The present study had 11% of mortality (32/295), a similar finding to that of previous studies, which was around 10% (range of 0–33.3%)6. Independent risk factors for mortality in leptospirosis-associated AKI reported in a systematic review were oliguria, jaundice, arrhythmia, crackles, elevated direct bilirubin level, elevated activated prothrombin time, hyperbilirubinemia and leukocytosis6,20. We found similar mortality predictors in the present cohort, not exclusively related to the presence of AKI.

A study conducted in patients with leptospirosis in intensive care units showed that the Simplified Acute Physiology Score (SAPS) showed a worse performance in relation to mortality. The mortality of patients with leptospirosis was lower than that predicted by the SAPS score21. This suggests the need for a specific predictive model for patients with leptospirosis. Confirming these findings, the quick SOFA, which was a general score for septic patients, showed an inferior performance than the LeptoScore.

Three of the five predictors included in QuickLepto are similar to the parameters used in quick SOFA, but anemia (Hematocrit < 30%) and age over 40 years, the most important variables, were not included.

In line with previous studies, our results showed that anemia in leptospirosis patients was associated with poor outcomes. In a prospective observational study, hemoglobin (Hb) levels lower than 11 g/dL were associated with severe forms of the disease (70% versus 14.8%; OR = 16.2 [95% CI 3.9–66.9])22. Another study has shown that ICU patients with leptospirosis had lower levels of hemoglobin than those treated in hospital wards (10.2 ± 2.4 vs. 11.6 ± 1.9 g/dL, p < 0.0001)23.

Daher et al. have previously shown that age is a crucial predictor of outcomes. Elderly patients with leptospirosis showed less hemodynamic impairment on admission, higher incidence of AKI (OR 2.049, 95% CI 1.207–3.477), and a higher frequency of death (OR 3.520, 95% CI 1.940–6.386) during hospital stay than younger patients13.

This study has some limitations that are mainly due to its retrospective design and the fact that data were collected over 14 years. Although the long period, the main treatment guidelines remain the same. Our previous article showed that the mortality rate had dropped each decade since 1985, which probably reflects early diagnosis and the provision of adequate treatment. The QuickLepto did not have an external cohort validation. Although we performed the validation metrics in an independent test set, the results of QuickLepto need further external validation cohorts. This was especially true for the patients that scored more than 3 points because the number of patients that ranked 4–5 points was lower in the present dataset. On the other hand, only basic hospital admission data were included, the statistical models used in the study are very sophisticated, and it is one of the largest samples ever studied.

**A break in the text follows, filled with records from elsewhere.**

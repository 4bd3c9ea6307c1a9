use std::path::Path;

use bulletin_xlsx::{XlsxPackageLimits, MAX_XLSX_PACKAGE_PART_BYTES, MAX_XLSX_PACKAGE_TOTAL_BYTES};
use serde::{Deserialize, Serialize};

use crate::error::ReportError;
use crate::language::Language;
use crate::tag::ReportKind;

/// Settings for a bulletin run, usually read from a JSON file.
///
/// Every field is optional in the file; missing fields take their defaults.
#[derive(Clone, Debug, Default, PartialEq, Serialize, Deserialize)]
#[serde(default, deny_unknown_fields)]
pub struct BulletinConfig {
    /// Template worksheet; the first sheet when unset.
    pub sheet: Option<String>,
    pub language: Language,
    pub report_kind: ReportKind,
    /// Written for a missing observation whose marker sits inside other text.
    pub missing_value_text: String,
    pub limits: PackageLimits,
}

/// Decompression limits applied when loading the template.
#[derive(Clone, Copy, Debug, PartialEq, Eq, Serialize, Deserialize)]
#[serde(default)]
pub struct PackageLimits {
    pub max_part_bytes: u64,
    pub max_total_bytes: u64,
}

impl Default for PackageLimits {
    fn default() -> Self {
        Self {
            max_part_bytes: MAX_XLSX_PACKAGE_PART_BYTES,
            max_total_bytes: MAX_XLSX_PACKAGE_TOTAL_BYTES,
        }
    }
}

impl From<PackageLimits> for XlsxPackageLimits {
    fn from(limits: PackageLimits) -> Self {
        XlsxPackageLimits {
            max_part_bytes: limits.max_part_bytes,
            max_total_bytes: limits.max_total_bytes,
        }
    }
}

impl BulletinConfig {
    pub fn from_json(json: &str) -> Result<Self, ReportError> {
        Ok(serde_json::from_str(json)?)
    }

    pub fn from_path(path: impl AsRef<Path>) -> Result<Self, ReportError> {
        let path = path.as_ref();
        let config = Self::from_json(&std::fs::read_to_string(path)?)?;
        log::debug!("loaded configuration from {}", path.display());
        Ok(config)
    }
}
//! `xl/sharedStrings.xml`: append-only shared string table.
//!
//! Existing `<si>` items are kept verbatim (rich text runs included) and keep their index;
//! strings introduced while generating a report are appended as plain items.

use std::collections::HashMap;

use quick_xml::events::Event;
use quick_xml::{Reader, Writer};

use crate::XlsxError;

#[derive(Debug, Clone)]
struct SharedStringItem {
    text: String,
    /// Inner XML of the original `<si>`; `None` for appended items.
    raw: Option<Vec<u8>>,
}

#[derive(Debug, Clone, Default)]
pub struct SharedStrings {
    items: Vec<SharedStringItem>,
    index: HashMap<String, u32>,
    /// Number of items read from the package.
    original_len: usize,
}

impl SharedStrings {
    pub fn parse(xml: &[u8]) -> Result<Self, XlsxError> {
        let mut reader = Reader::from_reader(xml);
        reader.config_mut().trim_text(false);
        let mut buf = Vec::new();
        let mut table = SharedStrings::default();

        loop {
            match reader.read_event_into(&mut buf)? {
                Event::Start(e) if e.local_name().as_ref() == b"si" => {
                    let (text, raw) = parse_si(&mut reader)?;
                    table.push(text, Some(raw));
                }
                Event::Empty(e) if e.local_name().as_ref() == b"si" => {
                    table.push(String::new(), Some(Vec::new()));
                }
                Event::Eof => break,
                _ => {}
            }
            buf.clear();
        }

        table.original_len = table.items.len();
        Ok(table)
    }

    fn push(&mut self, text: String, raw: Option<Vec<u8>>) -> u32 {
        let idx = self.items.len() as u32;
        self.index.entry(text.clone()).or_insert(idx);
        self.items.push(SharedStringItem { text, raw });
        idx
    }

    pub fn get(&self, idx: u32) -> Option<&str> {
        self.items.get(idx as usize).map(|item| item.text.as_str())
    }

    pub fn len(&self) -> usize {
        self.items.len()
    }

    pub fn is_empty(&self) -> bool {
        self.items.is_empty()
    }

    /// Index of `text`, appending it when unseen.
    pub fn intern(&mut self, text: &str) -> u32 {
        if let Some(idx) = self.index.get(text) {
            return *idx;
        }
        self.push(text.to_string(), None)
    }

    pub fn appended(&self) -> usize {
        self.items.len() - self.original_len
    }

    /// Serialize the table. `ref_count` is the number of cells referencing it.
    pub fn to_xml_bytes(&self, ref_count: usize) -> Vec<u8> {
        let mut out = Vec::with_capacity(64 + self.items.len() * 32);
        out.extend_from_slice(br#"<?xml version="1.0" encoding="UTF-8" standalone="yes"?>"#);
        out.extend_from_slice(b"\n");
        out.extend_from_slice(
            format!(
                r#"<sst xmlns="http://schemas.openxmlformats.org/spreadsheetml/2006/main" count="{ref_count}" uniqueCount="{}">"#,
                self.items.len()
            )
            .as_bytes(),
        );
        for item in &self.items {
            out.extend_from_slice(b"<si>");
            match &item.raw {
                Some(raw) => out.extend_from_slice(raw),
                None => {
                    if needs_space_preserve(&item.text) {
                        out.extend_from_slice(br#"<t xml:space="preserve">"#);
                    } else {
                        out.extend_from_slice(b"<t>");
                    }
                    out.extend_from_slice(escape_text(&item.text).as_bytes());
                    out.extend_from_slice(b"</t>");
                }
            }
            out.extend_from_slice(b"</si>");
        }
        out.extend_from_slice(b"</sst>");
        out
    }
}

/// Visible text of one `<si>` plus its verbatim inner XML.
///
/// Only `<t>` directly under `<si>` or inside `<r>` runs is visible; phonetic runs are not.
fn parse_si(reader: &mut Reader<&[u8]>) -> Result<(String, Vec<u8>), XlsxError> {
    let mut buf = Vec::new();
    let mut raw = Writer::new(Vec::new());
    let mut text = String::new();
    let mut depth = 0usize;
    let mut in_visible_t = false;
    let mut in_phonetic = false;

    loop {
        let event = reader.read_event_into(&mut buf)?;
        match &event {
            Event::End(e) if depth == 0 && e.local_name().as_ref() == b"si" => break,
            Event::Eof => return Err(XlsxError::Invalid("unexpected eof in <si>".to_string())),
            Event::Start(e) => {
                depth += 1;
                match e.local_name().as_ref() {
                    b"rPh" => in_phonetic = true,
                    b"t" if !in_phonetic => in_visible_t = true,
                    _ => {}
                }
            }
            Event::End(e) => {
                depth = depth.saturating_sub(1);
                match e.local_name().as_ref() {
                    b"rPh" => in_phonetic = false,
                    b"t" => in_visible_t = false,
                    _ => {}
                }
            }
            Event::Text(t) if in_visible_t => text.push_str(&t.unescape()?),
            Event::CData(t) if in_visible_t => text.push_str(&String::from_utf8_lossy(t)),
            _ => {}
        }
        raw.write_event(event)?;
        buf.clear();
    }

    Ok((text, raw.into_inner()))
}

pub(crate) fn needs_space_preserve(s: &str) -> bool {
    s.starts_with(char::is_whitespace) || s.ends_with(char::is_whitespace) || s.contains('\n')
}

pub(crate) fn escape_text(s: &str) -> String {
    s.replace('&', "&amp;")
        .replace('<', "&lt;")
        .replace('>', "&gt;")
}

In conclusion, patient age, presence of lethargy or pulmonary symptoms, arterial hypotension, and anemia were associated with death in patients with leptospirosis requiring hospitalization. These variables were selected to fit a new scoring system, the QuickLepto, a simple and useful tool to predict death in leptospirosis patients at hospital admission. Despite its good accuracy in predicting death, the LeptoScore is more complex, requiring specific calculators. Thus, we encourage physicians in the clinical setting to use QuickLepto to predict outcomes and make decisions, such as choosing the appropriate ward, allocating staff, and prescribing treatments and interventions. The next step is its validation in a prospective sample, especially in different populations, to provide overall appropriateness and demonstrate its significant usefulness in resource-limited settings with the greatest clinical burden.